REQUIREMENT | Search the data for the string "AccountError", and report each line where it is found.

---------- SUPPLIED INFORMATION

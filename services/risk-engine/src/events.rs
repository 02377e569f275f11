//! Risk event definitions
//!
//! Emitted when an account's margin level worsens to margin call or
//! stop-out.

use chrono::{DateTime, Utc};
use rust_decimal::Decimal;
use serde::{Deserialize, Serialize};
use types::account::{Account, AccountLevel};
use types::ids::{AccountId, ClientId};
use uuid::Uuid;

#[derive(Debug, Clone, PartialEq, Serialize, Deserialize)]
pub struct RiskEvent {
    pub event_id: Uuid,
    pub account_id: AccountId,
    pub client_id: ClientId,
    pub event_type: RiskEventType,
    pub margin_usage_level: Decimal,
    pub total_capital: Decimal,
    pub used_margin: Decimal,
    pub timestamp: DateTime<Utc>,
}

#[derive(Debug, Clone, Copy, PartialEq, Eq, Serialize, Deserialize)]
pub enum RiskEventType {
    /// Usage reached the margin-call threshold
    MarginCall,
    /// Usage reached the stop-out threshold; positions must be closed
    StopOut,
}

impl RiskEvent {
    pub fn new(account: &Account, event_type: RiskEventType, timestamp: DateTime<Utc>) -> Self {
        Self {
            event_id: Uuid::now_v7(),
            account_id: account.id,
            client_id: account.client_id.clone(),
            event_type,
            margin_usage_level: account.margin_usage_level(),
            total_capital: account.total_capital(),
            used_margin: account.fpl_state.used_margin,
            timestamp,
        }
    }
}

/// Event for a level transition, if the new level warrants one.
///
/// Staying at the same level emits nothing; improving emits nothing.
pub fn event_for_transition(
    account: &Account,
    previous: AccountLevel,
    current: AccountLevel,
    timestamp: DateTime<Utc>,
) -> Option<RiskEvent> {
    match (previous, current) {
        (AccountLevel::StopOut, AccountLevel::StopOut) => None,
        (_, AccountLevel::StopOut) => Some(RiskEvent::new(account, RiskEventType::StopOut, timestamp)),
        (AccountLevel::None, AccountLevel::MarginCall) => {
            Some(RiskEvent::new(account, RiskEventType::MarginCall, timestamp))
        }
        _ => None,
    }
}

#[cfg(test)]
mod tests {
    use super::*;
    use rust_decimal_macros::dec;

    fn account() -> Account {
        Account::new(ClientId::from("c1"), "tc1", "USD", dec!(100))
    }

    #[test]
    fn test_margin_call_on_worsening() {
        let event = event_for_transition(&account(), AccountLevel::None, AccountLevel::MarginCall, Utc::now());
        assert_eq!(event.unwrap().event_type, RiskEventType::MarginCall);
    }

    #[test]
    fn test_stop_out_from_any_level() {
        for previous in [AccountLevel::None, AccountLevel::MarginCall] {
            let event = event_for_transition(&account(), previous, AccountLevel::StopOut, Utc::now());
            assert_eq!(event.unwrap().event_type, RiskEventType::StopOut);
        }
    }

    #[test]
    fn test_no_event_when_unchanged_or_improving() {
        let acc = account();
        assert!(event_for_transition(&acc, AccountLevel::MarginCall, AccountLevel::MarginCall, Utc::now()).is_none());
        assert!(event_for_transition(&acc, AccountLevel::StopOut, AccountLevel::StopOut, Utc::now()).is_none());
        assert!(event_for_transition(&acc, AccountLevel::StopOut, AccountLevel::MarginCall, Utc::now()).is_none());
        assert!(event_for_transition(&acc, AccountLevel::MarginCall, AccountLevel::None, Utc::now()).is_none());
    }

    #[test]
    fn test_event_serialization() {
        let event = RiskEvent::new(&account(), RiskEventType::StopOut, Utc::now());
        let json = serde_json::to_string(&event).unwrap();
        let restored: RiskEvent = serde_json::from_str(&json).unwrap();
        assert_eq!(event, restored);
    }
}
//! Pre-trade validation of new orders

use std::sync::Arc;

use risk_engine::RiskEngine;
use rust_decimal::Decimal;
use tracing::debug;
use types::account::AccountLevel;
use types::errors::{AccountError, TradingError};
use types::numeric::round_volume;
use types::order::{Order, RejectReason, Side};

/// Why a new order was refused before reaching a matching engine
#[derive(Debug, Clone, PartialEq, Eq)]
pub struct OrderRejection {
    pub reason: RejectReason,
    pub message: String,
}

impl OrderRejection {
    pub fn new(reason: RejectReason, message: impl Into<String>) -> Self {
        Self {
            reason,
            message: message.into(),
        }
    }
}

pub trait PreTradeValidator: Send + Sync {
    fn validate_new_order(&self, order: &Order) -> Result<(), OrderRejection>;
}

/// Checks instrument, account, volume, prices and trading condition
/// against the risk engine's caches.
pub struct DefaultOrderValidator {
    risk: Arc<RiskEngine>,
    max_order_volume: Option<Decimal>,
}

impl DefaultOrderValidator {
    pub fn new(risk: Arc<RiskEngine>, max_order_volume: Option<Decimal>) -> Self {
        Self { risk, max_order_volume }
    }

    fn check_volume(&self, order: &Order) -> Result<(), OrderRejection> {
        let volume = round_volume(order.volume);
        if volume.is_zero() {
            return Err(OrderRejection::new(RejectReason::InvalidVolume, "Volume cannot be zero"));
        }
        if let Some(max) = self.max_order_volume {
            if volume.abs() > max {
                return Err(OrderRejection::new(
                    RejectReason::InvalidVolume,
                    format!("Volume {} exceeds the maximum of {}", volume.abs(), max),
                ));
            }
        }
        Ok(())
    }

    fn check_account(&self, order: &Order) -> Result<(), OrderRejection> {
        let account = match self.risk.account_state(&order.account_id) {
            Ok(account) => account,
            Err(TradingError::Account(AccountError::NotFound { .. })) => {
                return Err(OrderRejection::new(RejectReason::InvalidAccount, "Account does not exist"));
            }
            Err(err) => {
                return Err(OrderRejection::new(RejectReason::TechnicalError, err.to_string()));
            }
        };

        if account.client_id != order.client_id {
            return Err(OrderRejection::new(
                RejectReason::InvalidAccount,
                "Account does not belong to the client",
            ));
        }
        if account.trading_condition_id != order.trading_condition_id || account.base_asset_id != order.account_asset_id
        {
            return Err(OrderRejection::new(
                RejectReason::InvalidAccount,
                "Order trading condition or asset differs from the account's",
            ));
        }
        if account.level() == AccountLevel::StopOut {
            return Err(OrderRejection::new(
                RejectReason::AccountInvalidState,
                "Account is at the stop-out level",
            ));
        }
        Ok(())
    }

    /// Price the new position would open at: the expected price for pending
    /// orders, otherwise the current quote if there is one
    fn reference_price(&self, order: &Order) -> Result<Option<Decimal>, OrderRejection> {
        if let Some(expected) = order.expected_open_price {
            if expected <= Decimal::ZERO {
                return Err(OrderRejection::new(
                    RejectReason::InvalidExpectedOpenPrice,
                    "Expected open price must be positive",
                ));
            }
            return Ok(Some(expected));
        }
        Ok(self.risk.quotes().best_price(&order.instrument, order.direction()).ok())
    }

    fn check_stops(&self, order: &Order, price: Decimal) -> Result<(), OrderRejection> {
        let direction = order.direction();
        if let Some(take_profit) = order.take_profit {
            let valid = match direction {
                Side::BUY => take_profit > price,
                Side::SELL => take_profit < price && take_profit > Decimal::ZERO,
            };
            if !valid {
                return Err(OrderRejection::new(
                    RejectReason::InvalidTakeProfit,
                    format!("Take profit {} is on the wrong side of {}", take_profit, price),
                ));
            }
        }
        if let Some(stop_loss) = order.stop_loss {
            let valid = match direction {
                Side::BUY => stop_loss < price && stop_loss > Decimal::ZERO,
                Side::SELL => stop_loss > price,
            };
            if !valid {
                return Err(OrderRejection::new(
                    RejectReason::InvalidStoploss,
                    format!("Stop loss {} is on the wrong side of {}", stop_loss, price),
                ));
            }
        }
        Ok(())
    }
}

impl PreTradeValidator for DefaultOrderValidator {
    fn validate_new_order(&self, order: &Order) -> Result<(), OrderRejection> {
        self.check_volume(order)?;

        if self.risk.asset_pairs().get(&order.instrument).is_err() {
            return Err(OrderRejection::new(
                RejectReason::InvalidInstrument,
                format!("Unknown instrument {}", order.instrument),
            ));
        }

        self.check_account(order)?;

        if let Err(err) = self.risk.trading_conditions().get_account_asset(
            &order.trading_condition_id,
            &order.account_asset_id,
            &order.instrument,
        ) {
            return Err(OrderRejection::new(RejectReason::TradingConditionError, err.to_string()));
        }

        if let Some(price) = self.reference_price(order)? {
            self.check_stops(order, price)?;
        }

        debug!(order_id = %order.id, "Order passed pre-trade validation");
        Ok(())
    }
}
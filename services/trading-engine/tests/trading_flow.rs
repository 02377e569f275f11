//! End-to-end flows through the trading engine
//!
//! Each test wires real matching and risk engines with the in-memory
//! repository and the broadcast notifier.

use std::sync::{Arc, Barrier};
use std::thread;

use chrono::Utc;
use matching_engine::{MatchingEngine, SetOrdersModel};
use risk_engine::RiskEngine;
use rust_decimal::Decimal;
use rust_decimal_macros::dec;
use tokio::sync::broadcast;
use trading_engine::{
    AccountsRepository, BroadcastNotifier, DefaultOrderValidator, EngineServices, InMemoryRepository,
    OrdersRepository, PersistenceWriter, Repositories, RoutesRepository, TradingEngine, TradingEngineConfig,
    TradingEvent,
};
use types::account::Account;
use types::errors::{OrderError, TradingError};
use types::ids::{AccountId, ClientId};
use types::instrument::{AccountAssetPair, AccountGroup, AssetPair};
use types::limit_order::LimitOrder;
use types::numeric::Price;
use types::order::{CloseReason, MatchedOrder, Order, OrderStatus, RejectReason};
use types::quote::BestPrice;
use types::route::MatchingEngineRoute;

struct Harness {
    engine: TradingEngine,
    store: Arc<InMemoryRepository>,
    events: broadcast::Receiver<TradingEvent>,
    account_id: AccountId,
}

fn init_tracing() {
    let _ = tracing_subscriber::fmt().with_test_writer().try_init();
}

fn risk_engine(config: &TradingEngineConfig, commission_lot: Decimal) -> Arc<RiskEngine> {
    let risk = Arc::new(RiskEngine::new(config.risk.clone()));
    risk.asset_pairs().init(vec![AssetPair::new("EURUSD", "EUR", "USD", 5)]);
    let mut settings = AccountAssetPair::new("tc1", "USD", "EURUSD", dec!(10), dec!(10));
    settings.commission_lot = commission_lot;
    risk.trading_conditions().init(
        vec![settings],
        vec![AccountGroup {
            trading_condition_id: "tc1".to_string(),
            base_asset_id: "USD".to_string(),
            margin_call: dec!(0.8),
            stop_out: dec!(0.95),
        }],
    );
    risk
}
//! Routing cache
//!
//! Holds the active routes and resolves the engine id for an order,
//! falling back to the configured default engine when nothing matches.

use std::collections::HashMap;

use parking_lot::RwLock;
use tracing::{debug, info};
use types::errors::RoutingError;
use types::route::MatchingEngineRoute;

use super::resolver::{resolve_route, RouteCriteria};

pub struct MatchingEngineRouter {
    routes: RwLock<HashMap<String, MatchingEngineRoute>>,
    default_engine_id: String,
}

impl MatchingEngineRouter {
    pub fn new(default_engine_id: impl Into<String>) -> Self {
        Self {
            routes: RwLock::new(HashMap::new()),
            default_engine_id: default_engine_id.into(),
        }
    }

    /// Replace all routes
    pub fn init(&self, routes: Vec<MatchingEngineRoute>) {
        let mut guard = self.routes.write();
        guard.clear();
        guard.extend(routes.into_iter().map(|route| (route.id.clone(), route)));
        info!(routes = guard.len(), "Routes initialised");
    }

    pub fn add_or_replace_route(&self, route: MatchingEngineRoute) {
        debug!(route_id = %route.id, engine_id = %route.matching_engine_id, "Route stored");
        self.routes.write().insert(route.id.clone(), route);
    }

    pub fn remove_route(&self, route_id: &str) -> Option<MatchingEngineRoute> {
        let removed = self.routes.write().remove(route_id);
        if removed.is_some() {
            debug!(route_id, "Route removed");
        }
        removed
    }

    /// All routes, sorted by id
    pub fn routes(&self) -> Vec<MatchingEngineRoute> {
        let mut routes: Vec<_> = self.routes.read().values().cloned().collect();
        routes.sort_by(|a, b| a.id.cmp(&b.id));
        routes
    }

    pub fn default_engine_id(&self) -> &str {
        &self.default_engine_id
    }

    /// Engine id for an order with the given attributes
    pub fn route_for(&self, criteria: &RouteCriteria<'_>) -> Result<String, RoutingError> {
        let routes = self.routes.read();
        let engine_id = match resolve_route(routes.values(), criteria)? {
            Some(route) => {
                debug!(route_id = %route.id, engine_id = %route.matching_engine_id, "Route resolved");
                route.matching_engine_id.clone()
            }
            None => self.default_engine_id.clone(),
        };
        Ok(engine_id)
    }
}

#[cfg(test)]
mod tests {
    use super::*;
    use types::ids::{ClientId, InstrumentId};
    use types::order::Side;

    fn criteria<'a>(client: &'a ClientId, instrument: &'a InstrumentId) -> RouteCriteria<'a> {
        RouteCriteria {
            trading_condition_id: "tc1",
            client_id: client,
            instrument,
            direction: Side::BUY,
            asset_pair: None,
        }
    }

    #[test]
    fn test_default_engine_when_no_route() {
        let router = MatchingEngineRouter::new("default");
        let client = ClientId::from("c1");
        let instrument = InstrumentId::from("EURUSD");

        assert_eq!(router.route_for(&criteria(&client, &instrument)).unwrap(), "default");
    }

    #[test]
    fn test_add_replace_remove() {
        let router = MatchingEngineRouter::new("default");
        let client = ClientId::from("c1");
        let instrument = InstrumentId::from("EURUSD");

        router.add_or_replace_route(MatchingEngineRoute::new("r1", 1, "me1"));
        assert_eq!(router.route_for(&criteria(&client, &instrument)).unwrap(), "me1");

        router.add_or_replace_route(MatchingEngineRoute::new("r1", 1, "me2"));
        assert_eq!(router.routes().len(), 1);
        assert_eq!(router.route_for(&criteria(&client, &instrument)).unwrap(), "me2");

        assert!(router.remove_route("r1").is_some());
        assert!(router.remove_route("r1").is_none());
        assert_eq!(router.route_for(&criteria(&client, &instrument)).unwrap(), "default");
    }

    #[test]
    fn test_init_replaces_routes() {
        let router = MatchingEngineRouter::new("default");
        router.add_or_replace_route(MatchingEngineRoute::new("old", 1, "me1"));
        router.init(vec![
            MatchingEngineRoute::new("b", 1, "me2"),
            MatchingEngineRoute::new("a", 2, "me3"),
        ]);

        let ids: Vec<_> = router.routes().into_iter().map(|r| r.id).collect();
        assert_eq!(ids, vec!["a", "b"]);
    }

    #[test]
    fn test_ambiguous_route_is_an_error() {
        let router = MatchingEngineRouter::new("default");
        router.add_or_replace_route(MatchingEngineRoute::new("a", 1, "me1"));
        router.add_or_replace_route(MatchingEngineRoute::new("b", 1, "me2"));
        let client = ClientId::from("c1");
        let instrument = InstrumentId::from("EURUSD");

        assert!(router.route_for(&criteria(&client, &instrument)).is_err());
    }
}
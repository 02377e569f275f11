//! Matching-engine routing rules
//!
//! A route sends orders that match its non-wildcard fields to a matching
//! engine. `None` fields are wildcards.

use serde::{Deserialize, Serialize};

use crate::ids::{ClientId, InstrumentId};
use crate::order::Side;

/// Which leg of the instrument a route's `asset` is compared against
#[derive(Debug, Clone, Copy, PartialEq, Eq, Hash, Serialize, Deserialize)]
pub enum AssetType {
    Base,
    Quote,
}

#[derive(Debug, Clone, PartialEq, Eq, Serialize, Deserialize)]
pub struct MatchingEngineRoute {
    pub id: String,
    /// Higher rank wins
    pub rank: i32,
    pub trading_condition_id: Option<String>,
    pub client_id: Option<ClientId>,
    pub instrument: Option<InstrumentId>,
    pub direction: Option<Side>,
    pub asset: Option<String>,
    /// Leg matched by `asset`; either leg when unset
    pub asset_type: Option<AssetType>,
    pub matching_engine_id: String,
}

impl MatchingEngineRoute {
    /// Catch-all route with every field wildcarded
    pub fn new(id: impl Into<String>, rank: i32, matching_engine_id: impl Into<String>) -> Self {
        Self {
            id: id.into(),
            rank,
            trading_condition_id: None,
            client_id: None,
            instrument: None,
            direction: None,
            asset: None,
            asset_type: None,
            matching_engine_id: matching_engine_id.into(),
        }
    }

    /// Which fields are set, in tie-break priority order:
    /// direction, instrument, asset, trading condition, client
    pub fn field_priority(&self) -> [bool; 5] {
        [
            self.direction.is_some(),
            self.instrument.is_some(),
            self.asset.is_some(),
            self.trading_condition_id.is_some(),
            self.client_id.is_some(),
        ]
    }

    /// Number of non-wildcard fields
    pub fn specificity(&self) -> usize {
        self.field_priority().iter().filter(|set| **set).count()
    }
}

--------------------

RESPONSE TO THIS TASK |
use types::errors::{AccountError, TradingError};
            Err(TradingError::Account(AccountError::NotFound { .. })) => {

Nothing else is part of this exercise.